Much of current research in the lab is based on understanding long term data sets on the spatio-temporal patterns of morbidity and mortality caused by the great childhood microparasitic infections (such as measles and whooping cough). The analyses of these data have provided interesting insights into the mechanisms of disease transmission and the ecology of infectious diseases. This work has demonstrated:

Epidemics of measles are strongly driven by the interaction between the recruitment rate of susceptibles and seasonal changes in contact rates. Taking into account systematic trends in per capita population birth rates or the onset of large scale immunization programmes explains the dynamical transitions observed in measles data in England & Wales (Earn et al. 2000) and the Niakhar region of Senegal (Broutin et al. in review).

Whooping cough epidemics show the opposite spatio-temporal pattern to measles both before mass vaccination and in the vaccine era (Rohani et al. 1999). This has been suggested to be due to increased susceptibility of whooping cough dynamics to stochasticity, arising from its differing life-history traits (Keeling et al. 2001;Rohani et al. 2002).

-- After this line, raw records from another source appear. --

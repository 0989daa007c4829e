use axum::{extract::State, http::StatusCode, response::IntoResponse, Json};
use serde_json::json;

use crate::services::metrics::get_metrics;
use crate::startup::AppState;

/// Liveness check.
pub async fn health_check() -> impl IntoResponse {
    (
        StatusCode::OK,
        Json(json!({
            "status": "ok",
            "service": "access-service",
            "version": env!("CARGO_PKG_VERSION")
        })),
    )
}

/// Readiness check. Fails while the store is unreachable.
pub async fn readiness_check(State(state): State<AppState>) -> impl IntoResponse {
    match state.store.health_check().await {
        Ok(()) => (StatusCode::OK, Json(json!({ "status": "ready" }))),
        Err(e) => {
            tracing::warn!(error = %e, "Readiness check failed");
            (
                StatusCode::SERVICE_UNAVAILABLE,
                Json(json!({ "status": "unavailable" })),
            )
        }
    }
}

pub async fn metrics_endpoint() -> impl IntoResponse {
    (
        StatusCode::OK,
        [("content-type", "text/plain; charset=utf-8")],
        get_metrics(),
    )
}
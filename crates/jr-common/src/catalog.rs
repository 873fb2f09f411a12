use std::collections::BTreeMap;

use crate::JournalRow;
use crate::keywords::YearRange;
use crate::matching::JournalCandidate;

/// In-memory view over the journal-year rows supplied by the metrics repository.
#[derive(Debug, Clone, Default)]
pub struct JournalCatalog {
    rows: Vec<JournalRow>,
}

impl JournalCatalog {
    pub fn new(rows: Vec<JournalRow>) -> Self {
        Self { rows }
    }

    pub fn rows(&self) -> &[JournalRow] {
        &self.rows
    }

    pub fn is_empty(&self) -> bool {
        self.rows.is_empty()
    }

    /// Latest row per journal, ordered by journal name.
    ///
    /// Rows with a blank journal are skipped. A row with a known year beats
    /// one without; among equal years the first row wins.
    pub fn latest_rows(&self) -> Vec<&JournalRow> {
        let mut latest: BTreeMap<&str, &JournalRow> = BTreeMap::new();
        for row in self.rows.iter().filter(|r| r.has_identity()) {
            latest
                .entry(row.journal.trim())
                .and_modify(|current| {
                    if row.year > current.year {
                        *current = row;
                    }
                })
                .or_insert(row);
        }
        latest.into_values().collect()
    }

    /// Every row of `journal`, newest year first.
    pub fn rows_for(&self, journal: &str) -> Vec<&JournalRow> {
        let wanted = journal.trim();
        let mut rows: Vec<&JournalRow> = self
            .rows
            .iter()
            .filter(|r| r.has_identity() && r.journal.trim() == wanted)
            .collect();
        rows.sort_by(|a, b| b.year.cmp(&a.year));
        rows
    }

    pub fn latest_for(&self, journal: &str) -> Option<&JournalRow> {
        self.rows_for(journal).into_iter().next()
    }

    pub fn journal_names(&self) -> Vec<&str> {
        self.latest_rows()
            .into_iter()
            .map(|row| row.journal.trim())
            .collect()
    }

    /// Ranker input: one candidate per journal, built from its latest row.
    pub fn candidates(&self, range: YearRange) -> Vec<JournalCandidate> {
        self.latest_rows()
            .into_iter()
            .map(|row| JournalCandidate::from_row(row, range))
            .collect()
    }
}

impl From<Vec<JournalRow>> for JournalCatalog {
    fn from(rows: Vec<JournalRow>) -> Self {
        Self::new(rows)
    }
}

#[cfg(test)]
mod tests {
    use super::*;

    fn row(journal: &str, year: Option<i32>, novelty: f64) -> JournalRow {
        let mut row = JournalRow {
            journal: journal.into(),
            year,
            ..JournalRow::default()
        };
        row.metrics.novelty = Some(novelty);
        row
    }

    fn catalog() -> JournalCatalog {
        JournalCatalog::new(vec![
            row("Beta Letters", Some(2023), 1.0),
            row("Alpha Review", Some(2024), 2.0),
            row("Beta Letters", Some(2025), 3.0),
            row("  ", Some(2025), 4.0),
            row("Alpha Review", Some(2022), 5.0),
            row("Gamma", None, 6.0),
        ])
    }

    #[test]
    fn latest_rows_keep_highest_year_sorted_by_name() {
        let catalog = catalog();
        let latest = catalog.latest_rows();

        let summary: Vec<(&str, Option<i32>)> = latest
            .iter()
            .map(|r| (r.journal.as_str(), r.year))
            .collect();
        assert_eq!(summary, vec![
            ("Alpha Review", Some(2024)),
            ("Beta Letters", Some(2025)),
            ("Gamma", None),
        ]);
    }

    #[test]
    fn rows_for_sorts_newest_first() {
        let catalog = catalog();
        let years: Vec<Option<i32>> = catalog
            .rows_for("Alpha Review")
            .iter()
            .map(|r| r.year)
            .collect();
        assert_eq!(years, vec![Some(2024), Some(2022)]);
        assert_eq!(catalog.latest_for(" Beta Letters ").and_then(|r| r.metrics.novelty), Some(3.0));
        assert!(catalog.latest_for("Missing").is_none());
    }

    #[test]
    fn names_skip_blank_identities() {
        assert_eq!(catalog().journal_names(), vec!["Alpha Review", "Beta Letters", "Gamma"]);
    }

    #[test]
    fn candidates_come_from_latest_rows() {
        let candidates = catalog().candidates(YearRange::DEFAULT);
        assert_eq!(candidates.len(), 3);
        assert_eq!(candidates[1].journal_id, "Beta Letters");
        assert_eq!(candidates[1].metrics.novelty, Some(3.0));
    }
}
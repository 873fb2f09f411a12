use serde_json::Value;

use super::KeywordSet;

/// Delimiters tried in order for plain-text keyword encodings. The first one
/// present anywhere in the string is the only one used.
pub const KEYWORD_DELIMITERS: [&str; 6] = [";", "；", ",", "，", "|", "/"];

/// Upper bound on keywords taken from an author's free-text answer.
pub const MAX_USER_KEYWORDS: usize = 20;

/// Keyword encodings found in repository rows, resolved once at parse time.
#[derive(Debug, Clone, PartialEq, Eq)]
pub enum KeywordEncoding {
    Empty,
    /// JSON array of text values.
    Array(Vec<String>),
    /// JSON object; keys in encoded order, values (frequencies) discarded.
    Object(Vec<String>),
    Delimited {
        delimiter: &'static str,
        parts: Vec<String>,
    },
    Single(String),
}

impl KeywordEncoding {
    pub fn detect(raw: &str) -> Self {
        let trimmed = raw.trim();
        if trimmed.is_empty() {
            return KeywordEncoding::Empty;
        }

        // Valid JSON that is neither array nor object falls through to text rules.
        match serde_json::from_str::<Value>(trimmed) {
            Ok(Value::Array(items)) => {
                return KeywordEncoding::Array(items.iter().filter_map(array_item_text).collect());
            }
            Ok(Value::Object(map)) => {
                return KeywordEncoding::Object(map.keys().cloned().collect());
            }
            _ => {}
        }

        if let Some(delimiter) = KEYWORD_DELIMITERS
            .iter()
            .copied()
            .find(|d| trimmed.contains(d))
        {
            return KeywordEncoding::Delimited {
                delimiter,
                parts: split_trimmed(trimmed, delimiter),
            };
        }

        KeywordEncoding::Single(trimmed.to_string())
    }

    pub fn into_keywords(self) -> KeywordSet {
        match self {
            KeywordEncoding::Empty => KeywordSet::default(),
            KeywordEncoding::Array(items) | KeywordEncoding::Object(items) => items
                .into_iter()
                .map(|s| s.trim().to_string())
                .filter(|s| !s.is_empty())
                .collect(),
            KeywordEncoding::Delimited { parts, .. } => KeywordSet::new(parts),
            KeywordEncoding::Single(keyword) => KeywordSet::new(vec![keyword]),
        }
    }
}

fn array_item_text(item: &Value) -> Option<String> {
    match item {
        Value::String(s) => Some(s.clone()),
        Value::Number(n) => Some(n.to_string()),
        Value::Bool(b) => Some(b.to_string()),
        _ => None,
    }
}

fn split_trimmed(s: &str, delimiter: &str) -> Vec<String> {
    s.split(delimiter)
        .map(str::trim)
        .filter(|part| !part.is_empty())
        .map(str::to_string)
        .collect()
}

/// Canonicalize a stored keyword encoding. Never fails.
///
/// Precedence: JSON array, JSON object (keys), first matching delimiter,
/// single keyword. Empty input yields an empty set.
pub fn parse_keywords(raw: &str) -> KeywordSet {
    KeywordEncoding::detect(raw).into_keywords()
}

pub fn parse_keywords_opt(raw: Option<&str>) -> KeywordSet {
    raw.map(parse_keywords).unwrap_or_default()
}

/// Split an author's free-text keyword answer.
///
/// Unlike [`parse_keywords`], every delimiter (and line breaks/tabs) splits,
/// repeated entries are dropped, and at most [`MAX_USER_KEYWORDS`] are kept.
pub fn parse_user_keywords(raw: &str) -> KeywordSet {
    let mut keywords: Vec<String> = Vec::new();

    let parts = raw.split(|c: char| {
        matches!(c, '\n' | '\r' | '\t') || KEYWORD_DELIMITERS.iter().any(|d| d.starts_with(c))
    });

    for part in parts.map(str::trim).filter(|p| !p.is_empty()) {
        if keywords.iter().any(|k| k == part) {
            continue;
        }
        keywords.push(part.to_string());
        if keywords.len() >= MAX_USER_KEYWORDS {
            break;
        }
    }

    KeywordSet::new(keywords)
}
pub mod ranking;
pub mod similarity;
pub mod weights;

pub use ranking::{
    JournalCandidate, KeywordHits, RankingConfig, RankingOutcome, RecommendationCandidate,
    RecommendationRanker, to_percent,
};
pub use similarity::{similarity, similarity_of_values, similarity_opt};
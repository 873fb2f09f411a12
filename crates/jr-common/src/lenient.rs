//! Forgiving deserializers for repository and survey payloads.
//!
//! Upstream rows are produced by an analysis pipeline that is not always
//! consistent about types: numbers arrive as strings, keyword lists arrive
//! either as encoded strings or as nested JSON. None of that is an error here.

use std::collections::BTreeMap;

use serde::{Deserialize, Deserializer};
use serde_json::Value;

/// Coerce a JSON value to a finite `f64`. Numeric strings are accepted.
pub fn coerce_f64(value: &Value) -> Option<f64> {
    match value {
        Value::Number(n) => n.as_f64(),
        Value::String(s) => s.trim().parse::<f64>().ok(),
        _ => None,
    }
    .filter(|v| v.is_finite())
}

pub fn f64_or_none<'de, D>(deserializer: D) -> Result<Option<f64>, D::Error>
where
    D: Deserializer<'de>,
{
    let value = Value::deserialize(deserializer)?;
    Ok(coerce_f64(&value))
}

/// Year-keyed raw keyword encodings.
///
/// String values are kept verbatim; structured values are re-encoded as JSON so
/// the keyword parser sees one representation. Nulls and non-year keys are
/// dropped.
pub fn raw_keyword_map<'de, D>(deserializer: D) -> Result<BTreeMap<i32, String>, D::Error>
where
    D: Deserializer<'de>,
{
    let value = Value::deserialize(deserializer)?;
    let Value::Object(entries) = value else {
        return Ok(BTreeMap::new());
    };

    let map = entries
        .into_iter()
        .filter_map(|(key, raw)| {
            let year = key.trim().parse::<i32>().ok()?;
            let encoded = match raw {
                Value::Null => return None,
                Value::String(s) => s,
                other => other.to_string(),
            };
            Some((year, encoded))
        })
        .collect();

    Ok(map)
}
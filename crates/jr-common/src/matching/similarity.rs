use crate::radar::{DIMENSION_COUNT, DIMENSION_RANGES, RadarProfile};

/// Range-normalized similarity between two profiles, in `0.0..=1.0`.
///
/// Each dimension contributes `|a - b| / range`; the similarity is one minus
/// the mean of those gaps, clamped to `[0, 1]`.
pub fn similarity(a: &RadarProfile, b: &RadarProfile) -> f64 {
    similarity_of_values(&a.values(), &b.values())
}

/// Absent profiles score 0.0.
pub fn similarity_opt(a: Option<&RadarProfile>, b: Option<&RadarProfile>) -> f64 {
    match (a, b) {
        (Some(a), Some(b)) => similarity(a, b),
        _ => 0.0,
    }
}

/// Slice form for callers holding raw radar vectors. Returns 0.0 on a
/// dimension mismatch instead of failing the whole recommendation.
pub fn similarity_of_values(a: &[f64], b: &[f64]) -> f64 {
    if a.len() != DIMENSION_COUNT || b.len() != DIMENSION_COUNT {
        tracing::warn!(
            a_len = a.len(),
            b_len = b.len(),
            expected = DIMENSION_COUNT,
            "radar dimension mismatch; returning zero similarity"
        );
        return 0.0;
    }

    let diff_sum: f64 = a
        .iter()
        .zip(b.iter())
        .zip(DIMENSION_RANGES.iter())
        .map(|((x, y), range)| (x - y).abs() / range)
        .sum();

    let sim = 1.0 - diff_sum / DIMENSION_COUNT as f64;
    if sim.is_nan() {
        return 0.0;
    }
    sim.clamp(0.0, 1.0)
}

In contrast to the generally accepted wisdom that whooping cough vaccines only protect against disease (and not infection), our ecological analyses of data from England & Wales (Rohani et al. 2000) and Senegal (Broutin et al. 2004) both show strong signatures of dramatically reduced whooping cough transmission in response to vaccination.

Possible ecological interactions between unrelated infections, arising from unavailability to contract a disease following infection with another. Theoretical analyses of such mechanisms predict pronounced phase-differences between different disease (or strains of the same disease), which are consistent with observed patterns in mortality data. We are currently exploring a number of aspects of this phenomenon, as relating to childhood infections, antigenically polymorphic infections (with Dr Helen Wearing, University of New Mexico), and the development of statistically robust methodology for the detection of interference effects (Dan Vasco).

Using game theoretic approaches to study co-evolutionary dynamics in host-pathogen systems, we have demonstrated that infectious diseases can give rise to increased sociality in the host population (Bonds et al., 2005).

 Host-parasitoid assemblages

In collaboration with Dr Steve Sait (Department of Biology, University of Leeds, UK) we are studying laboratory populations of insect host-parasitoid-pathogen assemblages. Specifically, the system is centered on the Indian meal moth, Plodia interpunctella (a stored-product pest) and its competitor, the Almond moth, Ephestia cautella. Both species are subject to attack by a suite of natural enemies, including a solitary ichneumonid wasp (Venturia canescens) and two species of baculoviruses (the P. interpunctella granulovirus and E. cautella nucleopolyhedrovirus; PiGV and EcNPV respectively).

Using this system, we have explored a number of ecological questions, typically by testing model predictions in the laboratory population assemblages. These topics include:

Understanding the dynamical consequences of specialized versus generalist natural enemies (Rohani et al. 2003; Wearing et al. 2004a)

Exploring the importance of development variability and demographic noise in determining the fluctuations observed in our laboratory populations (Wearing et al. 2004b).

Examining the role of periodic resource dynamics in generating cycles of different periods (Wearing et al., in prep).

Understanding the co-evolutionary consequences of seasonality. We are exploring seasonality in two separate mechanisms: (i) periodic changes in pathogen transmission and parasitism, and (ii) temporally varying environment.

Work on host-parasitoid-pathogen assemblages has been funded by two grants from the UKs Natural Environment Research Council.